真っ暗森から出られない
「はあい、元気ィ?」
アパートにオカマの友人が訪ねてきた。
「るさい!ほっといて!」
布団かぶったまま、すっぴんで目の下にくま作って、肌ガサガサの私はキイキイ答えた。
「仕事行ってるの?」
「仕事?なんのことかしら?」
「食事も三度三度ちゃんと摂ってるの?」
「ほんっと、うるさいな」
心の底から声をはき出す。
今、絶不調。なあんも考えたくない。
「あんたsnsとかちょー投げやりなツイートしてたでしょ?」
「だから何よ」
「だから、心配して来てあげたんじゃないのぉ。心配されてるうちが花よ」
ほんとにこの人は……優しい。
「なんかね、ある朝起きたら、世界がネガポジになってたのよ」
「何それ?」
「絶望した!」
「なんかの漫画のセリフでしょ?」
「ちがわい」
勝手に人んちの台所行って冷蔵庫を漁るオカマ。
「りんごあったわよ。むいたげる」
「……ありがと」
二人してりんごを頬張る。
「なんかさぁ、もう若くないんだなぁ、って」
そう言って涙ぐむ私。
「女々しい!」
「そう言うあなたの若さと自信の秘訣教えてほしいな。……ていうか、それまるごとちょーだい」
「妖怪子泣きじじいかあんたは?」
オカマはちょっと首をかしげる。ヒゲ剃った跡が青い。
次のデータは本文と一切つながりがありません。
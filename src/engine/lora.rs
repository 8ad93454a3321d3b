//! Causal LM engine that trains LoRA adapters over a frozen base

use candle_core::{Tensor, Var};
use std::path::Path;
use tokenizers::Tokenizer;
use tracing::{info, instrument};

use crate::error::{Error, Result};
use crate::lora::{AdapterConfig, LoraConfig, ADAPTER_CONFIG_FILENAME, ADAPTER_WEIGHTS_FILENAME};
use crate::model::{loader, CausalLm};
use crate::utils::ensure_dir_exists;

use super::{Batch, CausalEngine, Engine, EngineOptions};

/// [`CausalEngine`] with LoRA adapters injected.
///
/// Uses rank 8, alpha 32, dropout 0.05, no bias. Only adapter matrices are
/// trainable; steps run through the wrapped engine unchanged.
pub struct CausalLoraEngine {
    inner: CausalEngine,
    lora_config: LoraConfig,
}

impl CausalLoraEngine {
    /// Load the base engine, then inject adapters into `target_modules`
    /// (`q_proj` and `v_proj` when `None`)
    pub async fn load(options: EngineOptions, target_modules: Option<Vec<String>>) -> Result<Self> {
        let engine = CausalEngine::load(options).await?;
        Self::from_engine(engine, LoraConfig::causal_lm(target_modules))
    }

    /// Wrap an already loaded engine
    #[instrument(skip(engine, lora_config), fields(targets = ?lora_config.target_modules))]
    pub fn from_engine(mut engine: CausalEngine, lora_config: LoraConfig) -> Result<Self> {
        engine.model_mut().inject_lora(&lora_config)?;
        let counts = engine.model().parameter_counts();
        info!("{}", counts);
        Ok(Self {
            inner: engine,
            lora_config,
        })
    }

    /// Wrap an engine and restore adapters saved by [`Engine::save`]
    pub fn from_adapter_dir(engine: CausalEngine, dir: &Path) -> Result<Self> {
        let adapter_config = AdapterConfig::from_file(dir.join(ADAPTER_CONFIG_FILENAME))?;
        if adapter_config.peft_type != "LORA" {
            return Err(Error::lora(format!(
                "Unsupported adapter type {}",
                adapter_config.peft_type
            )));
        }
        let mut engine = Self::from_engine(engine, LoraConfig::from(&adapter_config))?;
        engine
            .inner
            .model_mut()
            .load_adapter_safetensors(dir.join(ADAPTER_WEIGHTS_FILENAME))?;
        info!("Restored LoRA adapters from {}", dir.display());
        Ok(engine)
    }

    pub fn lora_config(&self) -> &LoraConfig {
        &self.lora_config
    }

    /// The wrapped engine
    pub fn inner(&self) -> &CausalEngine {
        &self.inner
    }
}

impl Engine for CausalLoraEngine {
    fn training_step(&self, batch: &Batch) -> Result<Tensor> {
        self.inner.training_step(batch)
    }

    fn validation_step(&self, batch: &Batch) -> Result<f64> {
        self.inner.validation_step(batch)
    }

    /// Writes adapter weights, `adapter_config.json` and the tokenizer
    #[instrument(skip(self))]
    fn save(&self, dir: &Path) -> Result<()> {
        ensure_dir_exists(dir)?;
        self.inner
            .model()
            .save_adapter_safetensors(dir.join(ADAPTER_WEIGHTS_FILENAME))?;
        self.lora_config
            .adapter_config(self.inner.model_name().map(str::to_string))
            .save(dir.join(ADAPTER_CONFIG_FILENAME))?;
        loader::save_tokenizer(self.inner.tokenizer(), dir)?;
        info!("Saved LoRA adapter to {}", dir.display());
        Ok(())
    }

    fn trainable_vars(&self) -> Vec<Var> {
        self.inner.trainable_vars()
    }

    fn tokenizer(&self) -> &Tokenizer {
        self.inner.tokenizer()
    }

    fn model(&self) -> &CausalLm {
        self.inner.model()
    }
}
//! Batches fed to training and validation steps

use candle_core::Tensor;

use crate::error::{Error, Result};

/// One batch of token data.
///
/// `input_ids` is always present; every other field is optional and checked
/// only when a step needs it.
#[derive(Debug, Clone)]
pub struct Batch {
    input_ids: Tensor,
    attention_mask: Option<Tensor>,
    targets: Option<Tensor>,
    label_mask: Option<Tensor>,
    labels: Option<Tensor>,
}

impl Batch {
    /// Batch of `(batch, seq)` token ids
    pub fn new(input_ids: Tensor) -> Self {
        Self {
            input_ids,
            attention_mask: None,
            targets: None,
            label_mask: None,
            labels: None,
        }
    }

    /// 1 for real tokens, 0 for padding
    pub fn with_attention_mask(mut self, mask: Tensor) -> Self {
        self.attention_mask = Some(mask);
        self
    }

    /// Next-token targets used by the training loss
    pub fn with_targets(mut self, targets: Tensor) -> Self {
        self.targets = Some(targets);
        self
    }

    /// Positions that count towards loss and accuracy
    pub fn with_label_mask(mut self, mask: Tensor) -> Self {
        self.label_mask = Some(mask);
        self
    }

    /// Reference labels used by validation
    pub fn with_labels(mut self, labels: Tensor) -> Self {
        self.labels = Some(labels);
        self
    }

    pub fn input_ids(&self) -> &Tensor {
        &self.input_ids
    }

    pub fn attention_mask(&self) -> Option<&Tensor> {
        self.attention_mask.as_ref()
    }

    pub fn label_mask(&self) -> Option<&Tensor> {
        self.label_mask.as_ref()
    }

    /// Targets, or [`Error::MissingBatchField`]
    pub fn targets(&self) -> Result<&Tensor> {
        self.targets
            .as_ref()
            .ok_or(Error::MissingBatchField("targets"))
    }

    /// Labels for validation, falling back to the targets
    pub fn labels(&self) -> Result<&Tensor> {
        self.labels
            .as_ref()
            .or(self.targets.as_ref())
            .ok_or(Error::MissingBatchField("labels"))
    }

    /// Number of sequences
    pub fn len(&self) -> usize {
        self.input_ids.dims().first().copied().unwrap_or(0)
    }

    pub fn is_empty(&self) -> bool {
        self.len() == 0
    }
}
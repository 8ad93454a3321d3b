//! causal-tune: fine-tuning engines for causal language models
//!
//! Loads a Llama-style decoder from a checkpoint directory, the Hugging Face
//! Hub or memory, optionally quantized to 8-bit, and fine-tunes it either in
//! full or through LoRA adapters.

#![warn(rustdoc::broken_intra_doc_links)]

pub mod config;
pub mod engine;
pub mod error;
pub mod logging;
pub mod lora;
pub mod model;
pub mod training;
pub mod utils;

#[cfg(test)]
pub(crate) mod test_utils;

// Re-exports
pub use config::RunConfig;
pub use engine::{Batch, CausalEngine, CausalLoraEngine, Engine, EngineOptions};
pub use error::{Error, Result};
pub use lora::LoraConfig;
pub use model::{CausalLm, CausalLmConfig, ForwardContext};
pub use training::{Trainer, TrainingConfig};
//! LoRA configuration types and PEFT-compatible adapter metadata

use serde::{Deserialize, Serialize};
use std::collections::HashSet;
use std::path::Path;

use crate::error::{Error, Result};

/// File name of the serialized adapter configuration
pub const ADAPTER_CONFIG_FILENAME: &str = "adapter_config.json";

/// File name of the serialized adapter weights
pub const ADAPTER_WEIGHTS_FILENAME: &str = "adapter_model.safetensors";

/// Types of bias handling in LoRA
#[derive(Debug, Clone, Copy, Default, Serialize, Deserialize, PartialEq, Eq)]
#[serde(rename_all = "snake_case")]
pub enum BiasType {
    /// No bias adaptation
    #[default]
    None,
    /// Adapt all bias terms
    All,
    /// Only adapt LoRA bias terms
    LoraOnly,
}

/// Task the adapted model is trained for
#[derive(Debug, Clone, Copy, Default, Serialize, Deserialize, PartialEq, Eq)]
pub enum TaskType {
    /// Next-token prediction
    #[default]
    #[serde(rename = "CAUSAL_LM")]
    CausalLm,
}

/// Main LoRA configuration
#[derive(Debug, Clone, Serialize, Deserialize, PartialEq)]
pub struct LoraConfig {
    /// LoRA rank (size of the low-rank matrices)
    pub r: usize,
    /// LoRA alpha (scaling factor)
    pub lora_alpha: f64,
    /// Dropout probability applied to the adapter input
    pub lora_dropout: f32,
    /// Module name suffixes to adapt
    pub target_modules: Vec<String>,
    /// Bias configuration
    pub bias: BiasType,
    /// Task type
    pub task_type: TaskType,
}

impl Default for LoraConfig {
    fn default() -> Self {
        Self {
            r: 8,
            lora_alpha: 32.0,
            lora_dropout: 0.05,
            target_modules: Self::default_target_modules(),
            bias: BiasType::None,
            task_type: TaskType::CausalLm,
        }
    }
}

impl LoraConfig {
    /// Attention projections adapted when no targets are given
    pub fn default_target_modules() -> Vec<String> {
        vec!["q_proj".to_string(), "v_proj".to_string()]
    }

    /// The fixed configuration used by the LoRA engine
    pub fn causal_lm(target_modules: Option<Vec<String>>) -> Self {
        Self {
            target_modules: target_modules.unwrap_or_else(Self::default_target_modules),
            ..Self::default()
        }
    }

    /// Validate configuration
    pub fn validate(&self) -> Result<()> {
        if self.r == 0 {
            return Err(Error::config("LoRA rank must be greater than 0"));
        }
        if self.lora_alpha <= 0.0 {
            return Err(Error::config("LoRA alpha must be positive"));
        }
        if !(0.0..1.0).contains(&self.lora_dropout) {
            return Err(Error::config("LoRA dropout must be in [0.0, 1.0)"));
        }
        if self.target_modules.is_empty() {
            return Err(Error::config("At least one target module must be specified"));
        }
        let mut unique_modules = HashSet::new();
        for module in &self.target_modules {
            if !unique_modules.insert(module) {
                return Err(Error::config(format!("Duplicate target module: {}", module)));
            }
        }
        // The decoder's projections carry no bias terms
        if self.bias != BiasType::None {
            return Err(Error::config(format!(
                "Bias mode {:?} is not supported by bias-free projections",
                self.bias
            )));
        }
        Ok(())
    }

    /// Effective scaling factor (alpha / rank)
    pub fn scaling_factor(&self) -> f64 {
        self.lora_alpha / self.r as f64
    }

    /// Whether a module path is targeted: exact match or dotted suffix match
    pub fn is_target_module(&self, module_name: &str) -> bool {
        self.target_modules.iter().any(|target| {
            module_name == target
                || module_name
                    .strip_suffix(target.as_str())
                    .is_some_and(|prefix| prefix.ends_with('.'))
        })
    }

    /// Adapter metadata in the layout PEFT writes next to adapter weights
    pub fn adapter_config(&self, base_model_name_or_path: Option<String>) -> AdapterConfig {
        AdapterConfig {
            peft_type: "LORA".to_string(),
            task_type: self.task_type,
            base_model_name_or_path,
            r: self.r,
            lora_alpha: self.lora_alpha,
            lora_dropout: self.lora_dropout,
            target_modules: self.target_modules.clone(),
            bias: self.bias,
            fan_in_fan_out: false,
            inference_mode: true,
        }
    }
}

/// Serialized form of `adapter_config.json`
#[derive(Debug, Clone, Serialize, Deserialize, PartialEq)]
pub struct AdapterConfig {
    /// Always `LORA`
    pub peft_type: String,
    /// Task type
    pub task_type: TaskType,
    /// Base model the adapter was trained on
    pub base_model_name_or_path: Option<String>,
    /// Rank
    pub r: usize,
    /// Alpha
    pub lora_alpha: f64,
    /// Dropout
    pub lora_dropout: f32,
    /// Adapted modules
    pub target_modules: Vec<String>,
    /// Bias handling
    pub bias: BiasType,
    /// Weights stored as `(in, out)` instead of `(out, in)`
    pub fan_in_fan_out: bool,
    /// Saved for inference
    pub inference_mode: bool,
}

impl AdapterConfig {
    /// Write as pretty JSON
    pub fn save(&self, path: impl AsRef<Path>) -> Result<()> {
        std::fs::write(path, serde_json::to_string_pretty(self)?)?;
        Ok(())
    }

    /// Read from JSON
    pub fn from_file(path: impl AsRef<Path>) -> Result<Self> {
        let content = std::fs::read_to_string(path)?;
        Ok(serde_json::from_str(&content)?)
    }
}

impl From<&AdapterConfig> for LoraConfig {
    fn from(adapter: &AdapterConfig) -> Self {
        Self {
            r: adapter.r,
            lora_alpha: adapter.lora_alpha,
            lora_dropout: adapter.lora_dropout,
            target_modules: adapter.target_modules.clone(),
            bias: adapter.bias,
            task_type: adapter.task_type,
        }
    }
}
//! Run configuration for the `causal-tune` binary

use serde::{Deserialize, Serialize};
use std::path::{Path, PathBuf};

use crate::engine::EngineOptions;
use crate::error::{Error, Result};
use crate::training::TrainingConfig;
use crate::utils::{select_device, DeviceType};

/// Where the base model comes from
#[derive(Debug, Clone, Default, Serialize, Deserialize, PartialEq)]
#[serde(default)]
pub struct ModelSection {
    /// Hub model id or local directory
    pub name: Option<String>,
    /// Saved checkpoint directory; wins over `name`
    pub weights_path: Option<PathBuf>,
    /// Quantize the base to 8-bit
    pub load_8bit: bool,
    /// Device to run on
    pub device: DeviceType,
    /// CUDA device ordinal
    pub device_ordinal: usize,
    /// Score validation accuracy on target tokens only
    pub masked_accuracy: bool,
}

impl ModelSection {
    /// Engine options for this section, with the device resolved
    pub fn engine_options(&self) -> Result<EngineOptions> {
        Ok(EngineOptions {
            model_name: self.name.clone(),
            weights_path: self.weights_path.clone(),
            load_8bit: self.load_8bit,
            device: Some(select_device(self.device, self.device_ordinal)?),
            masked_accuracy: self.masked_accuracy,
            ..EngineOptions::default()
        })
    }
}

/// LoRA switch and targets; the remaining hyperparameters are fixed
#[derive(Debug, Clone, Serialize, Deserialize, PartialEq)]
#[serde(default)]
pub struct LoraSection {
    pub enabled: bool,
    /// Module names to adapt (`q_proj`, `v_proj` when unset)
    pub target_modules: Option<Vec<String>>,
}

impl Default for LoraSection {
    fn default() -> Self {
        Self {
            enabled: true,
            target_modules: None,
        }
    }
}

/// JSONL datasets
#[derive(Debug, Clone, Default, Serialize, Deserialize, PartialEq)]
#[serde(default)]
pub struct DataSection {
    pub train: Option<PathBuf>,
    pub validation: Option<PathBuf>,
}

/// Full configuration of a fine-tuning run
#[derive(Debug, Clone, Serialize, Deserialize, PartialEq)]
pub struct RunConfig {
    pub model: ModelSection,
    #[serde(default)]
    pub lora: LoraSection,
    #[serde(default)]
    pub training: TrainingConfig,
    #[serde(default)]
    pub data: DataSection,
    /// Where checkpoints and the run summary are written
    #[serde(default = "default_output_dir")]
    pub output_dir: PathBuf,
}

fn default_output_dir() -> PathBuf {
    PathBuf::from("output")
}

impl RunConfig {
    /// Load from a `.json`, `.yaml` or `.yml` file and validate
    pub fn from_file(path: impl AsRef<Path>) -> Result<Self> {
        let path = path.as_ref();
        let content = std::fs::read_to_string(path)?;
        let config: Self = match path.extension().and_then(|e| e.to_str()) {
            Some("json") => serde_json::from_str(&content)?,
            Some("yaml") | Some("yml") => serde_yaml::from_str(&content)?,
            _ => {
                return Err(Error::config(format!(
                    "Unsupported config format: {} (expected .json, .yaml or .yml)",
                    path.display()
                )))
            }
        };
        config.validate()?;
        Ok(config)
    }

    /// Write as JSON or YAML depending on the extension
    pub fn save(&self, path: impl AsRef<Path>) -> Result<()> {
        let path = path.as_ref();
        let content = match path.extension().and_then(|e| e.to_str()) {
            Some("yaml") | Some("yml") => serde_yaml::to_string(self)?,
            _ => serde_json::to_string_pretty(self)?,
        };
        std::fs::write(path, content)?;
        Ok(())
    }

    /// Validate configuration
    pub fn validate(&self) -> Result<()> {
        if self.model.name.is_none() && self.model.weights_path.is_none() {
            return Err(Error::config("model.name or model.weights_path must be set"));
        }
        if let Some(targets) = &self.lora.target_modules {
            if targets.is_empty() {
                return Err(Error::config("lora.target_modules must not be empty"));
            }
        }
        if self.model.load_8bit && !self.lora.enabled {
            return Err(Error::config(
                "8-bit models have no trainable weights; enable lora to fine-tune them",
            ));
        }
        self.training.validate()
    }
}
カビでも生えてるみたいだが、そう思っても言わない。
「恋をしなさい」
「恋?」
「それか、『小公女』とか読んでみたら?気高く生きるのよ!」
ああ。そういう世界もあったなぁ……。
「しばらく、ここから出られないと思うの」
「ここって、アパート?」
「そうじゃなくて、『真っ暗森』」
「ああ……」
心の迷路。壁にぶつかって出られないよぉ。
「しっかりせんかい!」
オカマはドスのきいた声で怒鳴った。
気圧される。
「また様子見に来るわ」
そう言ってオカマは帰る用意を始めた。
「帰っちゃやだ!」
「どーしろって言うのよ?」
「独りはイヤだよおお」
「あーもう、めんどい娘ね!」
その後も、しばらくいてくれた。私はちょっと落ち着いた。
「復帰したら、またバリバリやっていくんでしょ?」
「今はまだわかんない」
「あーハイハイ」
窓の外に月がでていた。夕方の気配がした。
「あたしもう仕事行かなくちゃ。またくるわ」
「ありがとう」
オカマが作ってくれたちょっとどんぶりを食べながら、また一人になった。でももう寂しくなかった。